(Stored data)

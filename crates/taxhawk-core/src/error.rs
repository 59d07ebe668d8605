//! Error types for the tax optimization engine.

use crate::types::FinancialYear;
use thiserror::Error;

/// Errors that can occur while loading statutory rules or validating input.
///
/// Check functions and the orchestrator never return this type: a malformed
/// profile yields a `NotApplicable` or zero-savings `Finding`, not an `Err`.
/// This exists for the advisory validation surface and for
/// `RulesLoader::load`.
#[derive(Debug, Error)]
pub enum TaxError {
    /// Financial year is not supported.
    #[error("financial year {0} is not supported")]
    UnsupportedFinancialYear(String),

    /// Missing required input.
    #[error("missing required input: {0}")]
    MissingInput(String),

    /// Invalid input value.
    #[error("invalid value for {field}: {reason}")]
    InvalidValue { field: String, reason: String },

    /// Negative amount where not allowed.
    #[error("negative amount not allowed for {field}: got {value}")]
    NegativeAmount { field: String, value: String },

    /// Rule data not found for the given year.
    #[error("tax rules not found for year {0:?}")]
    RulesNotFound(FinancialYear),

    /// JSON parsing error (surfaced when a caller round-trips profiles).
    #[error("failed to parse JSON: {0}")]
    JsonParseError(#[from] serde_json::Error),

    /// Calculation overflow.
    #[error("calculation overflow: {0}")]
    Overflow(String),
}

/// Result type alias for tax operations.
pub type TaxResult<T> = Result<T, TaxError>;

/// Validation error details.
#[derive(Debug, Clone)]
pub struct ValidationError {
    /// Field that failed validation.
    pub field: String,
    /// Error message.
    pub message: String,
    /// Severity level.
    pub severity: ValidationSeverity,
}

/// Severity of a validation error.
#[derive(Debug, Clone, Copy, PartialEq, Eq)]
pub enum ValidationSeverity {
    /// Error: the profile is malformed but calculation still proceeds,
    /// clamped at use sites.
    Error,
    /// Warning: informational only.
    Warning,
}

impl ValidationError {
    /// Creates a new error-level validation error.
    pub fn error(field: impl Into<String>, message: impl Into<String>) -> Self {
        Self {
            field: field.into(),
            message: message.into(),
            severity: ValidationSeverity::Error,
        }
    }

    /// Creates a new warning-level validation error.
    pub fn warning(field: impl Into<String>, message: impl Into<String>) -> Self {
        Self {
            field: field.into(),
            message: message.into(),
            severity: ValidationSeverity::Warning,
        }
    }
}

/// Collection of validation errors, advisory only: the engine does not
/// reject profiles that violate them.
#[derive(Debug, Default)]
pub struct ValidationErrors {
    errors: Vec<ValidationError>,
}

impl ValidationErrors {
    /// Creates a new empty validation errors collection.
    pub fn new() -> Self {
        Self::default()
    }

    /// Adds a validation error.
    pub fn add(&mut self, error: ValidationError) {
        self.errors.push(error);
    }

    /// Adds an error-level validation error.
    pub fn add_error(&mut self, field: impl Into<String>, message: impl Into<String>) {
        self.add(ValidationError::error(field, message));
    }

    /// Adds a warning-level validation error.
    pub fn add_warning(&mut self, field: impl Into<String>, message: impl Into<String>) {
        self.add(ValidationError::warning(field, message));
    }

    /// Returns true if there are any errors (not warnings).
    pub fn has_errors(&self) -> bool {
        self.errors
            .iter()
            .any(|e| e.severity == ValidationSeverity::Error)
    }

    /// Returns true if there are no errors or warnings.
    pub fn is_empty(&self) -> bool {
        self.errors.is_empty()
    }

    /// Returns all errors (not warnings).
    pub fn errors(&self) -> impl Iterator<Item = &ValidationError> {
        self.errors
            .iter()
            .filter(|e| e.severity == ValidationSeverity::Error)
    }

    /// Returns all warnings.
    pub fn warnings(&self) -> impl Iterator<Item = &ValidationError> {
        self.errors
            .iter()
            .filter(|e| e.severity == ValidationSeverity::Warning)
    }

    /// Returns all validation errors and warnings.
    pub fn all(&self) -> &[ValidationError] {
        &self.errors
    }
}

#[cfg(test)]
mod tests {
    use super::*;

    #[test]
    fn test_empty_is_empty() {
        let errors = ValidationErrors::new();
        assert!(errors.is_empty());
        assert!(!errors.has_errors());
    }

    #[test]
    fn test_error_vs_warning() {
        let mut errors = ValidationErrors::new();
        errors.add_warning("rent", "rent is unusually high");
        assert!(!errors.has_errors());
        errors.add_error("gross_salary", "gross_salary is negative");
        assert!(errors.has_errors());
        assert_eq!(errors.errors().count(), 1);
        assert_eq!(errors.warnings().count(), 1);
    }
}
* * *
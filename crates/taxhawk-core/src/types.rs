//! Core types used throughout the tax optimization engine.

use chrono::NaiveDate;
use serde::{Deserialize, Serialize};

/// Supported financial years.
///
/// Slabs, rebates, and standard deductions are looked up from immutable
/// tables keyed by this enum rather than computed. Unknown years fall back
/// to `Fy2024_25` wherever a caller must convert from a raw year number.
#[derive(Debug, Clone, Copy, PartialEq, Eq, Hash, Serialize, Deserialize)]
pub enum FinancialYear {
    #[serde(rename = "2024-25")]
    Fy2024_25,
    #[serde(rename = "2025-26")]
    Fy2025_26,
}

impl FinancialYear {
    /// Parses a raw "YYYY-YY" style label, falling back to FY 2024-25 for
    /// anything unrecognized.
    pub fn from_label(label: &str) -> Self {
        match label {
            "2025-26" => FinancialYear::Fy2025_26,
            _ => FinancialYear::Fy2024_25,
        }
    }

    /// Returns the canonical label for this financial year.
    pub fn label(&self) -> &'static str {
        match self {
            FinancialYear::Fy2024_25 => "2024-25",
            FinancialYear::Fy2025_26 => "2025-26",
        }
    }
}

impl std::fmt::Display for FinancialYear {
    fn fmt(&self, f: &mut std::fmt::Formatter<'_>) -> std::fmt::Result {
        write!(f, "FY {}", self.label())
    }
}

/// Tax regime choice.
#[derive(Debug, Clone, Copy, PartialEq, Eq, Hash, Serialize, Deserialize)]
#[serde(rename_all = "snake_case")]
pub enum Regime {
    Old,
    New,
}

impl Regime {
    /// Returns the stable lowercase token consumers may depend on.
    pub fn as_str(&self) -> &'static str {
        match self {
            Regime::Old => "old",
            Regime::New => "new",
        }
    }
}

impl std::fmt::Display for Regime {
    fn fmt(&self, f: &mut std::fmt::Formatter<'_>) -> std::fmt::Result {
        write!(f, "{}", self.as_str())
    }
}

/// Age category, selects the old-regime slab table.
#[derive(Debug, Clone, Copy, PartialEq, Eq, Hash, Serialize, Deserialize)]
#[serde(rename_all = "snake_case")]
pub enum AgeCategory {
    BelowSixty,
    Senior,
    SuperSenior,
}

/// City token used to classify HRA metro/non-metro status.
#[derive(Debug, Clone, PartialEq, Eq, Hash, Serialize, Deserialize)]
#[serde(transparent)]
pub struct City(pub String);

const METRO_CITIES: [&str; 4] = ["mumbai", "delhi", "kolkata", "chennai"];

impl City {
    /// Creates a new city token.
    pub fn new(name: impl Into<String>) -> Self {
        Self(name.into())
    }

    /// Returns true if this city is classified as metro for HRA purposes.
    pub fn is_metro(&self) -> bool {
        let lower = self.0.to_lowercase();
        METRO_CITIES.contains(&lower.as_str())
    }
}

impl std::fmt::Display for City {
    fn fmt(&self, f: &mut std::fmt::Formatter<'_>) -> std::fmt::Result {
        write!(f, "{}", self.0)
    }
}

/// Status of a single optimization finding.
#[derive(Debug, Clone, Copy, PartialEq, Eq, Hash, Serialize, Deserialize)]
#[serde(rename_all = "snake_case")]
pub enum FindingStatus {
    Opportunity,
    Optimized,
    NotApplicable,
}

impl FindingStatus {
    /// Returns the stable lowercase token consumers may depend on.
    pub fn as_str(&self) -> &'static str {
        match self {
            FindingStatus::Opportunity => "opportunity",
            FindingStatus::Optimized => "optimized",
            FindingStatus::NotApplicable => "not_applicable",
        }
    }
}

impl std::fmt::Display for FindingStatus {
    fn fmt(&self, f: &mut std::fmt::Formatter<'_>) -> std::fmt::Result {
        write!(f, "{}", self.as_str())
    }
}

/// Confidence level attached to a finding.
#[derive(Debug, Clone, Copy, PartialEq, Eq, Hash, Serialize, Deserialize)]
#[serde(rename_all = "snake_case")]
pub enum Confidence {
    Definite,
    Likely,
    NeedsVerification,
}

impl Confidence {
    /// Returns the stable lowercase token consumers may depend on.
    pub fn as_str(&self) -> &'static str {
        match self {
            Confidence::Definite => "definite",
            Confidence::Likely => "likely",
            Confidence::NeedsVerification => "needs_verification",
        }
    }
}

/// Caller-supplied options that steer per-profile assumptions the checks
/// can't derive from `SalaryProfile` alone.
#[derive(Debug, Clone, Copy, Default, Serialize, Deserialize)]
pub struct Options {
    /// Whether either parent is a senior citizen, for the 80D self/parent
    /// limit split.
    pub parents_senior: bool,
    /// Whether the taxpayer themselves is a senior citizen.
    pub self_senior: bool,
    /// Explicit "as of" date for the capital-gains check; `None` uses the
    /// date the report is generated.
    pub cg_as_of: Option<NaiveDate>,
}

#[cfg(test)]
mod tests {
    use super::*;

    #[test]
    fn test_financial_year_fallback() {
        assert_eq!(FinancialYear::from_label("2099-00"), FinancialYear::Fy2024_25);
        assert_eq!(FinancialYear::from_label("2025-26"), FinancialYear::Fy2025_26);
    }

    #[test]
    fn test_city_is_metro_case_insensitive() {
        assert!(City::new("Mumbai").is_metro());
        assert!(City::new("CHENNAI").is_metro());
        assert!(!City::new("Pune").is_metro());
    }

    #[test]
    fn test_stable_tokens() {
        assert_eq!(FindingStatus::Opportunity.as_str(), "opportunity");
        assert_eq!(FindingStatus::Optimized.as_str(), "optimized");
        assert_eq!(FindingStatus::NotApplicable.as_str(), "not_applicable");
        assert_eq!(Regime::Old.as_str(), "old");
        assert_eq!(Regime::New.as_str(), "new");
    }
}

### TASK STATEMENT:
When you reach the line containing "pub fn from_label(label: &str)" in the data above, start copying exactly, and stop after the line containing "pub fn label(&self)".

### PROBLEM SOLUTION:
    pub fn from_label(label: &str) -> Self {
        match label {
            "2025-26" => FinancialYear::Fy2025_26,
            _ => FinancialYear::Fy2024_25,
        }
    }

    /// Returns the canonical label for this financial year.
    pub fn label(&self) -> &'static str {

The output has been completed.